When we accuse someone of presentism, we typically mean that they’ve naively or, worse, complacently overlooked the alterity of the past.1 But what if, by insisting on the recognition of the past’s difference from the present, we’ve made it more difficult to conceptualize why studying the past matters for the present? In our current moment, major cuts to the humanities have sparked an administrative infatuation with concentrating resources by clustering new hires around a topic or problem, and this practice promises to remake English departments along very different lines from those of traditional periodizations.

Now, more than ever, we need to be able to explain the importance of the nineteenth century for the twenty-first. The V21 Collective was born out of the sense that presentism might be a means for achieving strategic ends. These ends might simultaneously include, among others, the reassessing of our existing literary historical periodizations and the contesting of the fiscal austerity that threatens the survival of Victorian studies as a discipline.

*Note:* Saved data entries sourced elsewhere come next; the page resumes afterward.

//! tonic-backed implementation of [`PolicyApi`].

use async_trait::async_trait;
use policyctl_core::{Attribute, AttributeValue, KasRegistryEntry, LabelPatch, StateFilter};
use tonic::codec::ProstCodec;
use tonic::codegen::http::uri::PathAndQuery;
use tonic::metadata::AsciiMetadataValue;
use tonic::transport::{Certificate, Channel, ClientTlsConfig, Endpoint};
use tonic::{Code, Request};
use tracing::debug;

use super::convert::metadata_mutable;
use super::types::{
    ActiveStateEnum, AttributeResponse, AttributeRuleTypeEnum, CreateAttributeRequest,
    CreateAttributeValueRequest, CreateKeyAccessServerRequest, IdRequest,
    KeyAccessServerResponse, ListAttributeValuesRequest, ListAttributeValuesResponse,
    ListAttributesRequest, ListAttributesResponse, ListKeyAccessServersRequest,
    ListKeyAccessServersResponse, MetadataMutable, MetadataUpdateEnum, PublicKey,
    UpdateAttributeRequest, UpdateAttributeValueRequest, UpdateKeyAccessServerRequest,
    ValueResponse,
};
use crate::api::{
    AttributeValueUpdate, KasEntryUpdate, NewAttribute, NewAttributeValue, NewKasEntry,
    PolicyApi,
};
use crate::config::ClientConfig;
use crate::error::{ClientError, Result};

const ATTRIBUTES_SERVICE: &str = "policy.attributes.AttributesService";
const KAS_REGISTRY_SERVICE: &str = "policy.kasregistry.KeyAccessServerRegistryService";

mod paths {
    pub const GET_ATTRIBUTE: &str = "/policy.attributes.AttributesService/GetAttribute";
    pub const LIST_ATTRIBUTES: &str = "/policy.attributes.AttributesService/ListAttributes";
    pub const CREATE_ATTRIBUTE: &str = "/policy.attributes.AttributesService/CreateAttribute";
    pub const UPDATE_ATTRIBUTE: &str = "/policy.attributes.AttributesService/UpdateAttribute";
    pub const DEACTIVATE_ATTRIBUTE: &str =
        "/policy.attributes.AttributesService/DeactivateAttribute";
    pub const GET_VALUE: &str = "/policy.attributes.AttributesService/GetAttributeValue";
    pub const LIST_VALUES: &str = "/policy.attributes.AttributesService/ListAttributeValues";
    pub const CREATE_VALUE: &str = "/policy.attributes.AttributesService/CreateAttributeValue";
    pub const UPDATE_VALUE: &str = "/policy.attributes.AttributesService/UpdateAttributeValue";
    pub const DEACTIVATE_VALUE: &str =
        "/policy.attributes.AttributesService/DeactivateAttributeValue";
    pub const GET_KAS: &str =
        "/policy.kasregistry.KeyAccessServerRegistryService/GetKeyAccessServer";
    pub const LIST_KAS: &str =
        "/policy.kasregistry.KeyAccessServerRegistryService/ListKeyAccessServers";
    pub const CREATE_KAS: &str =
        "/policy.kasregistry.KeyAccessServerRegistryService/CreateKeyAccessServer";
    pub const UPDATE_KAS: &str =
        "/policy.kasregistry.KeyAccessServerRegistryService/UpdateKeyAccessServer";
    pub const DELETE_KAS: &str =
        "/policy.kasregistry.KeyAccessServerRegistryService/DeleteKeyAccessServer";
}

/// Client for the attributes and KAS registry services.
///
/// The underlying channel is lazy: constructing the client performs no
/// network I/O, the first call opens the connection.
#[derive(Debug, Clone)]
pub struct GrpcPolicyClient {
    inner: tonic::client::Grpc<Channel>,
    authorization: Option<AsciiMetadataValue>,
    endpoint: String,
}

impl GrpcPolicyClient {
    /// Builds a client from configuration.
    ///
    /// Must be called from within a tokio runtime.
    ///
    /// # Errors
    ///
    /// Returns an error if the endpoint is invalid, the token is not a valid
    /// header value, or the CA certificate cannot be read.
    pub fn connect(config: &ClientConfig) -> Result<Self> {
        let url = config.endpoint_url()?;
        let tls = url.scheme() == "https";

        let mut endpoint = Endpoint::from_shared(url.to_string())
            .map_err(|e| ClientError::InvalidEndpoint {
                endpoint: config.endpoint.clone(),
                reason: e.to_string(),
            })?
            .connect_timeout(config.connect_timeout)
            .timeout(config.request_timeout)
            .user_agent(config.user_agent.clone())?;

        if tls {
            let mut tls_config = ClientTlsConfig::new().with_native_roots();
            if let Some(host) = url.host_str() {
                tls_config = tls_config.domain_name(host.to_string());
            }
            if let Some(path) = &config.ca_cert_path {
                let pem = std::fs::read(path)?;
                debug!(path = %path.display(), "Trusting extra CA certificate");
                tls_config = tls_config.ca_certificate(Certificate::from_pem(pem));
            }
            endpoint = endpoint.tls_config(tls_config)?;
        }

        let authorization = config
            .token
            .as_deref()
            .map(|token| {
                AsciiMetadataValue::try_from(format!("Bearer {token}"))
                    .map_err(|e| ClientError::InvalidToken(e.to_string()))
            })
            .transpose()?;

        debug!(endpoint = %url, tls, "Created policy client");

        Ok(Self {
            inner: tonic::client::Grpc::new(endpoint.connect_lazy()),
            authorization,
            endpoint: config.endpoint.clone(),
        })
    }

    /// Returns the configured endpoint.
    pub fn endpoint(&self) -> &str {
        &self.endpoint
    }

    async fn unary<Req, Resp>(&self, path: &'static str, message: Req) -> Result<Resp>
    where
        Req: prost::Message + Send + Sync + 'static,
        Resp: prost::Message + Default + Send + Sync + 'static,
    {
        let mut grpc = self.inner.clone();
        grpc.ready()
            .await
            .map_err(|e| ClientError::Unavailable {
                message: format!("service was not ready: {e}"),
            })?;

        let mut request = Request::new(message);
        if let Some(value) = &self.authorization {
            request.metadata_mut().insert("authorization", value.clone());
        }

        debug!(method = path, "Sending request");
        let response = grpc
            .unary(
                request,
                PathAndQuery::from_static(path),
                ProstCodec::<Req, Resp>::default(),
            )
            .await
            .map_err(|status| {
                debug!(method = path, code = ?status.code(), "Request failed");
                ClientError::from(status)
            })?;

        Ok(response.into_inner())
    }
}

fn missing(service: &str, field: &str) -> ClientError {
    ClientError::Rpc {
        code: Code::Internal,
        message: format!("{service} returned no {field}"),
    }
}

fn patch_parts(patch: Option<&LabelPatch>) -> (Option<MetadataMutable>, i32) {
    match patch {
        Some(patch) => (
            metadata_mutable(&patch.labels),
            MetadataUpdateEnum::from(patch.mode) as i32,
        ),
        None => (None, MetadataUpdateEnum::Unspecified as i32),
    }
}

fn attribute_of(response: AttributeResponse) -> Result<Attribute> {
    response
        .attribute
        .map(Into::into)
        .ok_or_else(|| missing(ATTRIBUTES_SERVICE, "attribute"))
}

fn value_of(response: ValueResponse) -> Result<AttributeValue> {
    response
        .value
        .map(Into::into)
        .ok_or_else(|| missing(ATTRIBUTES_SERVICE, "value"))
}

fn kas_of(response: KeyAccessServerResponse) -> Result<KasRegistryEntry> {
    response
        .key_access_server
        .map(Into::into)
        .ok_or_else(|| missing(KAS_REGISTRY_SERVICE, "key access server"))
}

#[async_trait]
impl PolicyApi for GrpcPolicyClient {
    async fn get_attribute(&self, id: &str) -> Result<Attribute> {
        let request = IdRequest { id: id.to_string() };
        attribute_of(self.unary(paths::GET_ATTRIBUTE, request).await?)
    }

    async fn list_attributes(&self, state: StateFilter) -> Result<Vec<Attribute>> {
        let request = ListAttributesRequest {
            state: ActiveStateEnum::from(state) as i32,
            namespace: String::new(),
        };
        let response: ListAttributesResponse = self.unary(paths::LIST_ATTRIBUTES, request).await?;
        Ok(response.attributes.into_iter().map(Into::into).collect())
    }

    async fn create_attribute(&self, attribute: NewAttribute) -> Result<Attribute> {
        let request = CreateAttributeRequest {
            namespace_id: attribute.namespace_id,
            name: attribute.name,
            rule: AttributeRuleTypeEnum::from(attribute.rule) as i32,
            values: attribute.values,
            metadata: metadata_mutable(&attribute.labels),
        };
        attribute_of(self.unary(paths::CREATE_ATTRIBUTE, request).await?)
    }

    async fn update_attribute(&self, id: &str, labels: LabelPatch) -> Result<Attribute> {
        let (metadata, behavior) = patch_parts(Some(&labels));
        let request = UpdateAttributeRequest {
            id: id.to_string(),
            metadata,
            metadata_update_behavior: behavior,
        };
        attribute_of(self.unary(paths::UPDATE_ATTRIBUTE, request).await?)
    }

    async fn deactivate_attribute(&self, id: &str) -> Result<Attribute> {
        let request = IdRequest { id: id.to_string() };
        attribute_of(self.unary(paths::DEACTIVATE_ATTRIBUTE, request).await?)
    }

    async fn get_attribute_value(&self, id: &str) -> Result<AttributeValue> {
        let request = IdRequest { id: id.to_string() };
        value_of(self.unary(paths::GET_VALUE, request).await?)
    }

    async fn list_attribute_values(
        &self,
        attribute_id: &str,
        state: StateFilter,
    ) -> Result<Vec<AttributeValue>> {
        let request = ListAttributeValuesRequest {
            attribute_id: attribute_id.to_string(),
            state: ActiveStateEnum::from(state) as i32,
        };
        let response: ListAttributeValuesResponse = self.unary(paths::LIST_VALUES, request).await?;
        Ok(response.values.into_iter().map(Into::into).collect())
    }

    async fn create_attribute_value(&self, value: NewAttributeValue) -> Result<AttributeValue> {
        let request = CreateAttributeValueRequest {
            attribute_id: value.attribute_id,
            value: value.value,
            members: Vec::new(),
            metadata: metadata_mutable(&value.labels),
        };
        value_of(self.unary(paths::CREATE_VALUE, request).await?)
    }

    async fn update_attribute_value(
        &self,
        update: AttributeValueUpdate,
    ) -> Result<AttributeValue> {
        let (metadata, behavior) = patch_parts(update.labels.as_ref());
        // An empty member list on the wire leaves members unchanged.
        let request = UpdateAttributeValueRequest {
            id: update.id,
            members: update.members.unwrap_or_default(),
            metadata,
            metadata_update_behavior: behavior,
        };
        value_of(self.unary(paths::UPDATE_VALUE, request).await?)
    }

    async fn deactivate_attribute_value(&self, id: &str) -> Result<AttributeValue> {
        let request = IdRequest { id: id.to_string() };
        value_of(self.unary(paths::DEACTIVATE_VALUE, request).await?)
    }

    async fn get_kas_entry(&self, id: &str) -> Result<KasRegistryEntry> {
        let request = IdRequest { id: id.to_string() };
        kas_of(self.unary(paths::GET_KAS, request).await?)
    }

    async fn list_kas_entries(&self) -> Result<Vec<KasRegistryEntry>> {
        let response: ListKeyAccessServersResponse = self
            .unary(paths::LIST_KAS, ListKeyAccessServersRequest {})
            .await?;
        Ok(response
            .key_access_servers
            .into_iter()
            .map(Into::into)
            .collect())
    }

    async fn create_kas_entry(&self, entry: NewKasEntry) -> Result<KasRegistryEntry> {
        let request = CreateKeyAccessServerRequest {
            uri: entry.uri,
            public_key: Some(PublicKey::from(entry.public_key)),
            metadata: metadata_mutable(&entry.labels),
        };
        kas_of(self.unary(paths::CREATE_KAS, request).await?)
    }

    async fn update_kas_entry(&self, update: KasEntryUpdate) -> Result<KasRegistryEntry> {
        let (metadata, behavior) = patch_parts(update.labels.as_ref());
        let request = UpdateKeyAccessServerRequest {
            id: update.id,
            uri: update.uri.unwrap_or_default(),
            public_key: update.public_key.map(PublicKey::from),
            metadata,
            metadata_update_behavior: behavior,
        };
        kas_of(self.unary(paths::UPDATE_KAS, request).await?)
    }

    async fn delete_kas_entry(&self, id: &str) -> Result<KasRegistryEntry> {
        let request = IdRequest { id: id.to_string() };
        kas_of(self.unary(paths::DELETE_KAS, request).await?)
    }
}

Strategic presentism requires that we think of the past as something other than an object of knowledge that is sealed off, separated from the present by the onrush of sequential time. In the papers that follow, the V21 affiliates experiment with time in ways that build on other critical models of nonlinear temporality: Michel Serres’s crumpled handkerchief, Walter Benjamin’s chips [End Page 87] of messianic time, Hans-Georg Gadamer’s fusion of horizons. The short pieces here imagine time as looped, layered, and spooled, or shift attention from diachronic time to the simultaneity of space. These experimental models of time each open up different possible strategies of presentism.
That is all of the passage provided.